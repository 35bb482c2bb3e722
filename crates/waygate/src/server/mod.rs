//! The gateway server: aggregation state and startup registration.
//!
//! [`GatewayServer`] owns every long-lived component (launcher, registry,
//! sessions, policy pipeline, routed-subserver cache, shutdown coordinator)
//! and performs backend registration at startup: connect, `tools/list`,
//! publish prefixed tools. A backend that fails registration is logged,
//! reported unhealthy, and skipped; the gateway still serves the rest.

pub mod pipeline;
pub mod routed;
pub mod unified;

use std::sync::Arc;

use dashmap::DashMap;
use serde_json::{Value, json};
use tracing::{info, warn};
use waygate_protocol::types::{
    CallToolResult, ContentBlock, ListToolsResult, PROTOCOL_VERSION, methods,
};

use crate::config::{GatewayConfig, SYS_BACKEND_ID};
use crate::connection::Launcher;
use crate::difc::{GuardRegistry, PolicyMonitor};
use crate::error::{GatewayError, GatewayResult};
use crate::registry::{ToolRecord, ToolRegistry, prefixed_name};
use crate::session::SessionManager;
use crate::shutdown::ShutdownCoordinator;

pub use pipeline::ToolPipeline;
pub use routed::RoutedSubserver;

/// Name the unified endpoint reports in `serverInfo`.
pub const SERVER_NAME: &str = "waygate";

/// Per-backend registration status, reported by `/health`.
#[derive(Debug, Clone, PartialEq, Eq)]
pub enum BackendHealth {
    /// Registration succeeded
    Healthy {
        /// Number of tools registered
        tools: usize,
    },
    /// Registration failed; the backend is skipped
    Error {
        /// Failure detail
        message: String,
    },
}

/// The aggregating gateway server.
pub struct GatewayServer {
    config: GatewayConfig,
    registry: Arc<ToolRegistry>,
    sessions: Arc<SessionManager>,
    guards: Arc<GuardRegistry>,
    pipeline: Arc<ToolPipeline>,
    health: DashMap<String, BackendHealth>,
    routed: routed::RoutedCache,
    shutdown: ShutdownCoordinator,
}

impl GatewayServer {
    /// Build a gateway from configuration. Call
    /// [`GatewayServer::register_backends`] before serving.
    pub fn new(config: GatewayConfig) -> Self {
        let launcher = Arc::new(Launcher::new(&config));
        let guards = Arc::new(GuardRegistry::new());
        let monitor = Arc::new(PolicyMonitor::new());
        let pipeline = Arc::new(ToolPipeline::new(
            Arc::clone(&launcher),
            Arc::clone(&guards),
            monitor,
            config.enable_difc,
        ));

        Self {
            registry: Arc::new(ToolRegistry::new()),
            sessions: Arc::new(SessionManager::new(config.enable_difc)),
            guards,
            pipeline,
            health: DashMap::new(),
            routed: routed::RoutedCache::new(),
            shutdown: ShutdownCoordinator::new(launcher),
            config,
        }
    }

    /// Disable the deferred process exit after `/close` (tests, embedding).
    #[must_use]
    pub fn without_process_exit(mut self) -> Self {
        self.shutdown = self.shutdown.without_process_exit();
        self
    }

    /// The gateway configuration.
    pub fn config(&self) -> &GatewayConfig {
        &self.config
    }

    /// The aggregated tool registry.
    pub fn registry(&self) -> &Arc<ToolRegistry> {
        &self.registry
    }

    /// The session manager.
    pub fn sessions(&self) -> &Arc<SessionManager> {
        &self.sessions
    }

    /// The per-backend guard registry.
    pub fn guards(&self) -> &Arc<GuardRegistry> {
        &self.guards
    }

    /// The tool-call pipeline.
    pub fn pipeline(&self) -> &Arc<ToolPipeline> {
        &self.pipeline
    }

    /// The shutdown coordinator.
    pub fn shutdown(&self) -> &ShutdownCoordinator {
        &self.shutdown
    }

    /// The routed-subserver cache.
    pub(crate) fn routed(&self) -> &routed::RoutedCache {
        &self.routed
    }

    /// Number of live routed subservers.
    pub fn routed_subserver_count(&self) -> usize {
        self.routed.len()
    }

    /// Whether DIFC enforcement is on.
    pub fn difc_enabled(&self) -> bool {
        self.config.enable_difc
    }

    /// Whether `backend_id` is routable (`/mcp/<backend_id>`): a configured
    /// backend, or `sys` when DIFC is on.
    pub fn is_routable_backend(&self, backend_id: &str) -> bool {
        self.config.servers.contains_key(backend_id)
            || (self.config.enable_difc && backend_id == SYS_BACKEND_ID)
    }

    /// Connect every configured backend, discover its tools, and publish
    /// them. Failures are per-backend: logged, reported by `/health`, and
    /// skipped.
    pub async fn register_backends(&self) {
        for backend_id in self.config.backend_ids() {
            match self.register_backend(&backend_id).await {
                Ok(count) => {
                    info!(backend = %backend_id, tools = count, "backend registered");
                    self.health
                        .insert(backend_id, BackendHealth::Healthy { tools: count });
                }
                Err(e) => {
                    warn!(
                        backend = %backend_id,
                        error_type = e.kind(),
                        error = %e,
                        "backend registration failed, skipping"
                    );
                    self.health.insert(
                        backend_id,
                        BackendHealth::Error {
                            message: e.to_string(),
                        },
                    );
                }
            }
        }

        if self.config.enable_difc {
            self.register_sys_tools();
        }
    }

    async fn register_backend(&self, backend_id: &str) -> GatewayResult<usize> {
        let connection = self.pipeline.launcher().get_or_launch(backend_id).await?;
        let value = connection.send_request(methods::TOOLS_LIST, None).await?;
        let list: ListToolsResult = serde_json::from_value(value)?;
        let count = list.tools.len();

        self.registry
            .register_backend_tools(backend_id, list.tools, |original| {
                self.pipeline.handler_for(backend_id, original)
            });
        Ok(count)
    }

    /// Publish the built-in sys tools. They never touch a backend
    /// connection; DIFC-off gateways do not expose them at all.
    fn register_sys_tools(&self) {
        let sessions = Arc::clone(&self.sessions);
        self.registry.insert(ToolRecord {
            name: prefixed_name(SYS_BACKEND_ID, "init"),
            description: Some(format!(
                "[{SYS_BACKEND_ID}] Initialize the client session; accepts an optional token"
            )),
            input_schema: Some(json!({
                "type": "object",
                "properties": {"token": {"type": "string"}}
            })),
            backend_id: SYS_BACKEND_ID.to_string(),
            handler: Arc::new(move |call| {
                let sessions = Arc::clone(&sessions);
                Box::pin(async move {
                    let client_id = call.client_id.as_deref().ok_or_else(|| {
                        GatewayError::from_rpc(waygate_protocol::jsonrpc::JsonRpcError::new(
                            waygate_protocol::jsonrpc::error_codes::INVALID_PARAMS,
                            "authorization header required to initialize a session",
                        ))
                    })?;
                    let token = call
                        .arguments
                        .as_ref()
                        .and_then(|a| a.get("token"))
                        .and_then(Value::as_str)
                        .map(str::to_string);
                    sessions.init(client_id, token);
                    Ok(serde_json::to_value(CallToolResult::text(
                        "session initialized",
                    ))?)
                })
            }),
        });

        let server_ids = self.config.backend_ids();
        self.registry.insert(ToolRecord {
            name: prefixed_name(SYS_BACKEND_ID, "list_servers"),
            description: Some(format!(
                "[{SYS_BACKEND_ID}] List the configured backend identifiers"
            )),
            input_schema: Some(json!({"type": "object", "properties": {}})),
            backend_id: SYS_BACKEND_ID.to_string(),
            handler: Arc::new(move |_call| {
                let server_ids = server_ids.clone();
                Box::pin(async move {
                    let result = CallToolResult {
                        content: vec![ContentBlock::text(server_ids.join(", "))],
                        structured_content: Some(json!({ "servers": server_ids })),
                        is_error: None,
                    };
                    Ok(serde_json::to_value(result)?)
                })
            }),
        });
    }

    /// Build the `/health` response body.
    ///
    /// `status` is `"unhealthy"` iff any backend reports an error.
    pub fn health_report(&self) -> Value {
        let mut servers = serde_json::Map::new();
        let mut healthy = true;
        for backend_id in self.config.backend_ids() {
            let entry = match self.health.get(&backend_id).map(|h| h.clone()) {
                Some(BackendHealth::Healthy { tools }) => {
                    json!({"status": "healthy", "tools": tools})
                }
                Some(BackendHealth::Error { message }) => {
                    healthy = false;
                    json!({"status": "error", "error": message})
                }
                // Not yet registered; report as healthy-pending.
                None => json!({"status": "healthy"}),
            };
            servers.insert(backend_id, entry);
        }

        json!({
            "status": if healthy { "healthy" } else { "unhealthy" },
            "specVersion": PROTOCOL_VERSION,
            "gatewayVersion": env!("CARGO_PKG_VERSION"),
            "servers": Value::Object(servers),
        })
    }

    /// Record a backend's health (used by tests injecting fixtures).
    pub fn set_backend_health(&self, backend_id: impl Into<String>, health: BackendHealth) {
        self.health.insert(backend_id.into(), health);
    }
}

impl std::fmt::Debug for GatewayServer {
    fn fmt(&self, f: &mut std::fmt::Formatter<'_>) -> std::fmt::Result {
        f.debug_struct("GatewayServer")
            .field("backends", &self.config.backend_ids())
            .field("difc_enabled", &self.config.enable_difc)
            .finish_non_exhaustive()
    }
}

#[cfg(test)]
mod tests {
    use super::*;
    use pretty_assertions::assert_eq;

    #[test]
    fn test_health_report_with_no_backends_is_healthy() {
        let server = GatewayServer::new(GatewayConfig::default()).without_process_exit();
        let report = server.health_report();
        assert_eq!(report["status"], json!("healthy"));
        assert_eq!(report["servers"], json!({}));
        assert!(!report["specVersion"].as_str().unwrap().is_empty());
        assert!(!report["gatewayVersion"].as_str().unwrap().is_empty());
    }

    #[test]
    fn test_one_error_backend_flips_status() {
        let mut config = GatewayConfig::default();
        config.servers.insert(
            "bad".to_string(),
            crate::config::BackendSpec::Stdio {
                command: "x".to_string(),
                args: vec![],
            },
        );
        config.servers.insert(
            "good".to_string(),
            crate::config::BackendSpec::Stdio {
                command: "y".to_string(),
                args: vec![],
            },
        );
        let server = GatewayServer::new(config).without_process_exit();
        server.set_backend_health("good", BackendHealth::Healthy { tools: 2 });
        server.set_backend_health(
            "bad",
            BackendHealth::Error {
                message: "spawn failed".to_string(),
            },
        );

        let report = server.health_report();
        assert_eq!(report["status"], json!("unhealthy"));
        assert_eq!(report["servers"]["good"]["status"], json!("healthy"));
        assert_eq!(report["servers"]["bad"]["status"], json!("error"));
    }

    #[tokio::test]
    async fn test_sys_tools_registered_only_with_difc() {
        let server = GatewayServer::new(GatewayConfig::default()).without_process_exit();
        server.register_backends().await;
        assert!(server.registry().handler("sys", "init").is_none());
        assert!(!server.is_routable_backend("sys"));

        let mut config = GatewayConfig::default();
        config.enable_difc = true;
        let server = GatewayServer::new(config).without_process_exit();
        server.register_backends().await;
        assert!(server.registry().handler("sys", "init").is_some());
        assert!(server.registry().handler("sys", "list_servers").is_some());
        assert!(server.is_routable_backend("sys"));
    }

    #[tokio::test]
    async fn test_sys_init_creates_the_session() {
        let mut config = GatewayConfig::default();
        config.enable_difc = true;
        let server = GatewayServer::new(config).without_process_exit();
        server.register_backends().await;

        assert!(server.sessions().resolve("alice").is_none());

        let handler = server.registry().handler("sys", "init").unwrap();
        let mut arguments = serde_json::Map::new();
        arguments.insert("token".to_string(), json!("tok"));
        handler(crate::registry::ToolCall {
            client_id: Some("alice".to_string()),
            arguments: Some(arguments),
        })
        .await
        .unwrap();

        let session = server.sessions().resolve("alice").unwrap();
        assert_eq!(session.token.as_deref(), Some("tok"));
    }

    #[tokio::test]
    async fn test_sys_init_without_identity_fails() {
        let mut config = GatewayConfig::default();
        config.enable_difc = true;
        let server = GatewayServer::new(config).without_process_exit();
        server.register_backends().await;

        let handler = server.registry().handler("sys", "init").unwrap();
        let err = handler(crate::registry::ToolCall::default()).await.unwrap_err();
        assert!(matches!(err, GatewayError::Rpc { .. }));
    }

    #[tokio::test]
    async fn test_sys_list_servers_reports_configured_ids() {
        let mut config = GatewayConfig::default();
        config.enable_difc = true;
        config.servers.insert(
            "github".to_string(),
            crate::config::BackendSpec::Stdio {
                command: "x".to_string(),
                args: vec![],
            },
        );
        let server = GatewayServer::new(config).without_process_exit();
        server.register_sys_tools();

        let handler = server.registry().handler("sys", "list_servers").unwrap();
        let result = handler(crate::registry::ToolCall::default()).await.unwrap();
        assert_eq!(result["structuredContent"]["servers"], json!(["github"]));
    }
}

• • • •

— WHAT IS EXPECTED —
Which of the lines in the data contain the string "usize"? Return each one.

— TASK ANSWER —
        tools: usize,
    pub fn routed_subserver_count(&self) -> usize {
    async fn register_backend(&self, backend_id: &str) -> GatewayResult<usize> {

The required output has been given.